Bay Area Transportation and Housing Policies Cannot Stop Climate Change

A false solution to a true problem

Bay Area transportation and housing initiatives are often portrayed as solutions to the climate catastrophe we are facing due to excessive greenhouse gas emissions from human activity. The thinking is that if we could get everyone to live in apartments near stations on electrified transit systems, thereby removing their need to drive, we can forestall the worst impacts of global warming. But the Bay Area is too small, and its climate solutions are too costly to have a meaningful impact.

In 2022, the Bay Area produced about 0.13 percent of global greenhouse gas emissions. I arrived at this proportion by first consulting greenhouse gas inventories for Santa Clara County and the rest of the Bay Area, which showed total emissions of 11.2 and 59.9 million tons of CO2 equivalent respectively. I then divided this total by global greenhouse gas emissions of 53.33 billion tons of CO2 equivalent for 2022 as shown on Our World in Data.

The Bay Area’s share of greenhouse gas emissions is only somewhat higher than its share of global population (about 0.10 percent), so, by affluent society standards, we are already doing relatively well.

But our relatively small contribution to climate-changing emissions means that local policies will have little to no effect on global warming. Even in the most extreme case of Bay Area governments banning all fossil fuel use, the world will still generate 99.87 percent of its current total.

A fair rebuttal to this argument is that the Bay Area can punch above its weight by setting an example for other regions and countries to emulate. But unfortunately, our climate solutions tend to be so cost ineffective that most of the world could not afford to copy us.

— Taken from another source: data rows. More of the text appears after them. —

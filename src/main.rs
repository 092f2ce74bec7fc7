// src/main.rs
//
// Calculatrice f64 — point d’entrée NATIF + WEB (WASM)
// ----------------------------------------------------
// But:
// - NATIF (Linux/Windows/macOS) : eframe::run_native + NativeOptions
// - WEB  (wasm32)              : eframe::WebRunner + WebOptions + <canvas>
// - Journalisation             : tracing (natif, seulement si RUST_LOG est défini)
//
// Côté WEB (WASM) : index.html doit contenir un canvas :
//   <canvas id="the_canvas_id"></canvas>

#![cfg_attr(target_arch = "wasm32", allow(unused_imports))]

use eframe::egui;

mod app;

use app::AppCalc;

/// Titre unique (natif + web).
const TITRE_APP: &str = "Calculatrice f64";

/* ------------------------ Journalisation (natif) ------------------------ */

/// Active tracing une seule fois. Ex: `RUST_LOG=calculatrice_f64=trace`.
#[cfg(not(target_arch = "wasm32"))]
fn init_tracing() {
    use std::sync::Once;

    static TRACING_INIT: Once = Once::new();

    TRACING_INIT.call_once(|| {
        use tracing_subscriber::{fmt, prelude::*, EnvFilter};

        if std::env::var("RUST_LOG").is_ok() {
            tracing_subscriber::registry()
                .with(fmt::layer().with_target(true).with_level(true))
                .with(EnvFilter::from_default_env())
                .init();
        }
    });
}

/* ------------------------ Entrée NATIF (PC) ------------------------ */

#[cfg(not(target_arch = "wasm32"))]
fn main() -> eframe::Result<()> {
    init_tracing();

    let options = eframe::NativeOptions {
        viewport: egui::ViewportBuilder::default()
            .with_title(TITRE_APP)
            .with_inner_size([380.0, 460.0])
            .with_min_inner_size([320.0, 400.0]),
        ..Default::default()
    };

    eframe::run_native(
        TITRE_APP,
        options,
        Box::new(|_cc| Ok(Box::<AppCalc>::default())),
    )
}

/* ------------------------ Entrée WEB (WASM) ------------------------ */

#[cfg(target_arch = "wasm32")]
fn main() {
    // En wasm32, le démarrage réel passe par `start()` (wasm_bindgen).
}

#[cfg(target_arch = "wasm32")]
mod web {
    use super::{AppCalc, TITRE_APP};

    use calculatrice_f64::noyau::Reglages;

    use wasm_bindgen::JsCast;
    use web_sys::{window, HtmlCanvasElement};

    /// ID du canvas attendu dans index.html.
    const CANVAS_ID: &str = "the_canvas_id";

    /// Point d’entrée automatique au chargement de la page.
    #[wasm_bindgen::prelude::wasm_bindgen(start)]
    pub async fn start() -> Result<(), wasm_bindgen::JsValue> {
        let w = window().ok_or_else(|| js_err("window() indisponible"))?;
        let d = w
            .document()
            .ok_or_else(|| js_err("document() indisponible"))?;

        d.set_title(TITRE_APP);

        // Séparateur décimal : langue du navigateur ("fr-FR" -> ',')
        let langue = w.navigator().language().unwrap_or_default();
        let reglages = Reglages::pour_locale(&langue);

        let el = d
            .get_element_by_id(CANVAS_ID)
            .ok_or_else(|| js_err("canvas introuvable (id incorrect dans index.html)"))?;

        let canvas: HtmlCanvasElement = el
            .dyn_into::<HtmlCanvasElement>()
            .map_err(|_| js_err("l’élément trouvé n’est pas un <canvas>"))?;

        eframe::WebRunner::new()
            .start(
                canvas,
                eframe::WebOptions::default(),
                Box::new(move |_cc| Ok(Box::new(AppCalc::avec_reglages(reglages)))),
            )
            .await
    }

    fn js_err(msg: &str) -> wasm_bindgen::JsValue {
        wasm_bindgen::JsValue::from_str(msg)
    }
}
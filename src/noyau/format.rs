// src/noyau/format.rs
//
// Affichage d’un résultat f64 pour l’hôte.
// - valeur entière => texte entier ("4", pas "4.0")
// - sinon => écriture décimale la plus courte, avec le séparateur configuré
//   (le texte produit est ré-évaluable tel quel)

use num_traits::ToPrimitive;

use super::reglages::Reglages;

/// Prédicat d’intégralité : `v == trunc(v)` (faux pour NaN et ±∞).
pub fn est_entier(v: f64) -> bool {
    v.is_finite() && v == v.trunc()
}

pub fn format_resultat(v: f64, reglages: &Reglages) -> String {
    if est_entier(v) {
        // -0.0 s’affiche "0"
        return match v.to_i64() {
            Some(n) => n.to_string(),
            None => format!("{v:.0}"),
        };
    }

    let texte = v.to_string();
    match reglages.separateur() {
        '.' => texte,
        sep => texte.replace('.', &sep.to_string()),
    }
}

Consider, for example, one of our more successful projects: Caltrain electrification. This project cost $2.4 billion while its Environmental Impact Report projected annual greenhouse gas emission reductions of about 189,000 tons of CO2E, representing a roughly 0.3 percent decrease in area-wide emissions. And the actual savings are lower than the EIR projections which did not anticipate the rapid shift to electric vehicles in the Bay Area or the reduction in Caltrain ridership following the COVID-19 pandemic. While electrification has been associated with a spike in ridership, the spike is from a reduced ridership base.

The numbers look worse for Bay Area climate solutions that are not performing as well as Caltrain electrification. Consider, for example, the BART extension through San Jose which has seen repeated scheduling setbacks and cost increases. Today, the project is expected to cost $12.75 billion and be completed between 2037 and 2039. Assuming the most recent ridership projections are accurate, I estimate that the extension will replace just 0.4 percent of car trips in Santa Clara County.

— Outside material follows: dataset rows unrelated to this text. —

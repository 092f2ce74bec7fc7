// src/noyau/erreur.rs
//
// Taxonomie des erreurs du noyau.
// Chaque variante porte un message stable, affichable tel quel par l’hôte.

use thiserror::Error;

/// Échec d’une évaluation. Toujours fatal pour l’appel en cours.
#[derive(Clone, Debug, PartialEq, Eq, Error)]
pub enum CalcError {
    /// `(` jamais refermée, ou `)` là où une valeur était attendue.
    #[error("parenthèse manquante")]
    MissingBracket,

    /// Entrée épuisée alors qu’une valeur était attendue.
    #[error("fin d’expression inattendue")]
    EndOfExpression,

    /// Un opérateur (ou une fonction) à la place d’une valeur.
    #[error("nombre attendu")]
    NotANumber,

    #[error("fonction inconnue: {0}")]
    UnknownFunction(String),

    #[error("symbole inconnu")]
    UnknownToken,

    /// Diviseur ou modulo exactement égal à 0.0.
    #[error("division par zéro")]
    DivisionByZero,
}

/// Réglage refusé (voir `Reglages::avec_separateur`).
#[derive(Clone, Debug, PartialEq, Eq, Error)]
pub enum ReglagesError {
    #[error("séparateur décimal invalide: '{0}'")]
    SeparateurInvalide(char),
}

Unless train lines can be extended throughout the Bay Area quickly and affordably, there will not be enough sites for transit-oriented development to house a significant proportion of the Bay Area’s population. And, even if many new apartment buildings are constructed at costs approaching and sometimes exceeding $1 million per unit, there is no assurance that apartment dwellers will stop driving. I, for one, have lived in apartments for decades, while also using my car for shopping trips and recreation.

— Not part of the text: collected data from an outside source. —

//! Placeholder-sheet PDF assembly
//!
//! Renders the paginated display list as a printable PDF: one document page
//! per print page, the slot grid centered, every slot at the official
//! 63.5x88.9mm card size. The document is built fully in memory and written
//! once at the end, so a failed export never leaves a partial file.

use std::io::BufWriter;
use std::path::Path;

use printpdf::{
    BuiltinFont, Color, IndirectFontRef, Line, LineDashPattern, Mm, PdfDocument,
    PdfLayerReference, Point, Rgb,
};

use crate::error::{OrganizerError, Result};
use crate::layout::{
    grid_config, page_dimensions_mm, Orientation, PaperSize, PrintPage, CARD_HEIGHT_MM,
    CARD_WIDTH_MM,
};
use crate::models::Variation;

/// Appearance switches for the placeholder sheet, mirroring the print
/// settings panel: each text band and the cut-line border can be toggled
/// independently.
#[derive(Debug, Clone)]
pub struct PrintOptions {
    /// Desaturate all ink using the standard luma weights
    pub grayscale: bool,
    pub show_cut_lines: bool,
    /// 0.0 = invisible, 1.0 = full strength
    pub cut_line_opacity: f32,
    pub show_top_text: bool,
    pub show_middle_text: bool,
    pub show_bottom_text: bool,
}

impl Default for PrintOptions {
    fn default() -> Self {
        PrintOptions {
            grayscale: false,
            show_cut_lines: true,
            cut_line_opacity: 1.0,
            show_top_text: true,
            show_middle_text: true,
            show_bottom_text: true,
        }
    }
}

// Ink colors (sRGB, 0..1)
const INK_LABEL: (f32, f32, f32) = (0.58, 0.64, 0.71);
const INK_NAME: (f32, f32, f32) = (0.12, 0.16, 0.22);
const INK_NUMBER: (f32, f32, f32) = (0.39, 0.45, 0.55);
const INK_RARITY: (f32, f32, f32) = (0.16, 0.40, 0.80);
const INK_SET: (f32, f32, f32) = (0.58, 0.64, 0.71);
const INK_CUT_LINE: (f32, f32, f32) = (0.0, 0.0, 0.0);
const INK_CORNER: (f32, f32, f32) = (0.80, 0.84, 0.88);

/// Points per millimeter (1 inch = 72pt = 25.4mm)
const PT_PER_MM: f32 = 72.0 / 25.4;

/// Desaturate an RGB color with the standard luma weights, the same value
/// applied to all three channels: gray = 0.299R + 0.587G + 0.114B.
pub fn grayscale(rgb: (f32, f32, f32)) -> (f32, f32, f32) {
    let y = 0.299 * rgb.0 + 0.587 * rgb.1 + 0.114 * rgb.2;
    (y, y, y)
}

/// Fade a color toward the white page background; stands in for stroke
/// opacity, which built-in PDF line drawing does not expose directly
fn fade(rgb: (f32, f32, f32), opacity: f32) -> (f32, f32, f32) {
    let opacity = opacity.clamp(0.0, 1.0);
    (
        1.0 - (1.0 - rgb.0) * opacity,
        1.0 - (1.0 - rgb.1) * opacity,
        1.0 - (1.0 - rgb.2) * opacity,
    )
}

/// Generate the placeholder PDF at `output`.
///
/// Pages are rendered strictly in order; any error aborts the whole export
/// before the file is created.
pub fn generate_pdf(
    pages: &[PrintPage],
    paper: PaperSize,
    orientation: Orientation,
    options: &PrintOptions,
    output: &Path,
) -> Result<()> {
    if pages.is_empty() {
        log::warn!("Nothing to export, no PDF written");
        return Ok(());
    }

    let (page_w, page_h) = page_dimensions_mm(paper, orientation);
    let grid = grid_config(paper, orientation);

    // Grid origin, centered on the page. PDF coordinates grow upward, so the
    // origin is the bottom-left corner of the grid.
    let grid_left = (page_w - grid.width_mm()) / 2.0;
    let grid_bottom = (page_h - grid.height_mm()) / 2.0;

    log::debug!(
        "Rendering {} page(s) on {} {} ({}x{} grid)",
        pages.len(),
        paper,
        orientation,
        grid.cols,
        grid.rows
    );

    let (doc, first_page, first_layer) =
        PdfDocument::new("Card Placeholders", Mm(page_w), Mm(page_h), "Page 1");

    let font = doc
        .add_builtin_font(BuiltinFont::Helvetica)
        .map_err(|e| OrganizerError::Pdf(e.to_string()))?;
    let font_bold = doc
        .add_builtin_font(BuiltinFont::HelveticaBold)
        .map_err(|e| OrganizerError::Pdf(e.to_string()))?;

    for (page_index, page) in pages.iter().enumerate() {
        let layer = if page_index == 0 {
            doc.get_page(first_page).get_layer(first_layer)
        } else {
            let (page_ref, layer_ref) =
                doc.add_page(Mm(page_w), Mm(page_h), format!("Page {}", page_index + 1));
            doc.get_page(page_ref).get_layer(layer_ref)
        };

        for (slot_index, entry) in page.entries.iter().enumerate() {
            let col = slot_index as u32 % grid.cols;
            let row = slot_index as u32 / grid.cols;

            // Row 0 is the top row of the grid
            let left = grid_left + col as f32 * CARD_WIDTH_MM;
            let bottom = grid_bottom + (grid.rows - 1 - row) as f32 * CARD_HEIGHT_MM;

            draw_slot(&layer, entry, left, bottom, options, &font, &font_bold);
        }
    }

    doc.save(&mut BufWriter::new(std::fs::File::create(output)?))
        .map_err(|e| OrganizerError::Pdf(e.to_string()))?;

    log::info!("Wrote {} page(s) to {}", pages.len(), output.display());
    Ok(())
}

fn draw_slot(
    layer: &PdfLayerReference,
    entry: &crate::expansion::DisplayEntry,
    left: f32,
    bottom: f32,
    options: &PrintOptions,
    font: &IndirectFontRef,
    font_bold: &IndirectFontRef,
) {
    let ink = |color: (f32, f32, f32)| {
        if options.grayscale {
            grayscale(color)
        } else {
            color
        }
    };
    let center_x = left + CARD_WIDTH_MM / 2.0;
    let top = bottom + CARD_HEIGHT_MM;

    if options.show_cut_lines {
        layer.set_outline_color(rgb(ink(fade(INK_CUT_LINE, options.cut_line_opacity))));
        layer.set_outline_thickness(0.5);
        layer.set_line_dash_pattern(LineDashPattern {
            dash_1: Some(3),
            ..Default::default()
        });
        layer.add_line(rect(left, bottom, CARD_WIDTH_MM, CARD_HEIGHT_MM));
        layer.set_line_dash_pattern(LineDashPattern::default());
    }

    // Corner alignment ticks
    layer.set_outline_color(rgb(ink(INK_CORNER)));
    layer.set_outline_thickness(0.4);
    for line in corner_ticks(left, bottom) {
        layer.add_line(line);
    }

    if options.show_top_text {
        layer.set_fill_color(rgb(ink(INK_LABEL)));
        centered_text(layer, "PLACEHOLDER", 6.0, center_x, top - 7.0, font_bold);
    }

    if options.show_middle_text {
        // Keep the name inside the slot; very long names get clipped
        let name = truncated(&entry.card.name, 24);
        layer.set_fill_color(rgb(ink(INK_NAME)));
        centered_text(layer, &name, 11.0, center_x, bottom + CARD_HEIGHT_MM / 2.0 + 4.0, font_bold);

        layer.set_fill_color(rgb(ink(INK_NUMBER)));
        let number = format!("#{}", entry.card.number);
        centered_text(layer, &number, 8.0, center_x, bottom + CARD_HEIGHT_MM / 2.0 - 4.0, font);
    }

    if options.show_bottom_text {
        let rarity_line = match entry.variation {
            Variation::Reverse => "Reverse Holo",
            Variation::Normal => entry.card.rarity.as_str(),
        };
        layer.set_fill_color(rgb(ink(INK_RARITY)));
        centered_text(layer, rarity_line, 7.0, center_x, bottom + 10.0, font_bold);

        layer.set_fill_color(rgb(ink(INK_SET)));
        let set_name = truncated(&entry.card.set.name, 32);
        centered_text(layer, &set_name, 6.0, center_x, bottom + 5.5, font);
    }
}

fn rgb((r, g, b): (f32, f32, f32)) -> Color {
    Color::Rgb(Rgb::new(r, g, b, None))
}

/// Closed rectangle outline
fn rect(x: f32, y: f32, w: f32, h: f32) -> Line {
    Line {
        points: vec![
            (Point::new(Mm(x), Mm(y)), false),
            (Point::new(Mm(x + w), Mm(y)), false),
            (Point::new(Mm(x + w), Mm(y + h)), false),
            (Point::new(Mm(x), Mm(y + h)), false),
        ],
        is_closed: true,
    }
}

/// Short L-shaped marks in all four slot corners for cutting alignment
fn corner_ticks(left: f32, bottom: f32) -> Vec<Line> {
    const TICK: f32 = 2.0;
    let right = left + CARD_WIDTH_MM;
    let top = bottom + CARD_HEIGHT_MM;

    let mut lines = Vec::with_capacity(8);
    for (cx, cy, dx, dy) in [
        (left, top, TICK, -TICK),
        (right, top, -TICK, -TICK),
        (left, bottom, TICK, TICK),
        (right, bottom, -TICK, TICK),
    ] {
        lines.push(segment(cx, cy, cx + dx, cy));
        lines.push(segment(cx, cy, cx, cy + dy));
    }
    lines
}

fn segment(x1: f32, y1: f32, x2: f32, y2: f32) -> Line {
    Line {
        points: vec![
            (Point::new(Mm(x1), Mm(y1)), false),
            (Point::new(Mm(x2), Mm(y2)), false),
        ],
        is_closed: false,
    }
}

/// Draw text horizontally centered on `center_x`. Built-in fonts expose no
/// metrics, so the width is estimated from the Helvetica average of roughly
/// half an em per glyph; accurate enough for placeholder labels.
fn centered_text(
    layer: &PdfLayerReference,
    text: &str,
    size_pt: f32,
    center_x: f32,
    baseline_y: f32,
    font: &IndirectFontRef,
) {
    let width_mm = text.chars().count() as f32 * size_pt * 0.5 / PT_PER_MM;
    let x = center_x - width_mm / 2.0;
    layer.use_text(text, size_pt, Mm(x), Mm(baseline_y), font);
}

fn truncated(text: &str, max_chars: usize) -> String {
    if text.chars().count() <= max_chars {
        text.to_string()
    } else {
        let kept: String = text.chars().take(max_chars.saturating_sub(1)).collect();
        format!("{kept}…")
    }
}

Using climate change as a justification for expensive transit and housing projects involves a fundamental conceit: the false belief that these projects will have any meaningful impact on the trajectory of global greenhouse gas emissions. Since they cannot, these projects should be assessed using more traditional cost-benefit analyses.

Marc Joffe

SHIFT-Bay Area Director of Finance

Marc Joffe is President of the Contra Costa Taxpayers Association and a visiting fellow at California Policy Center.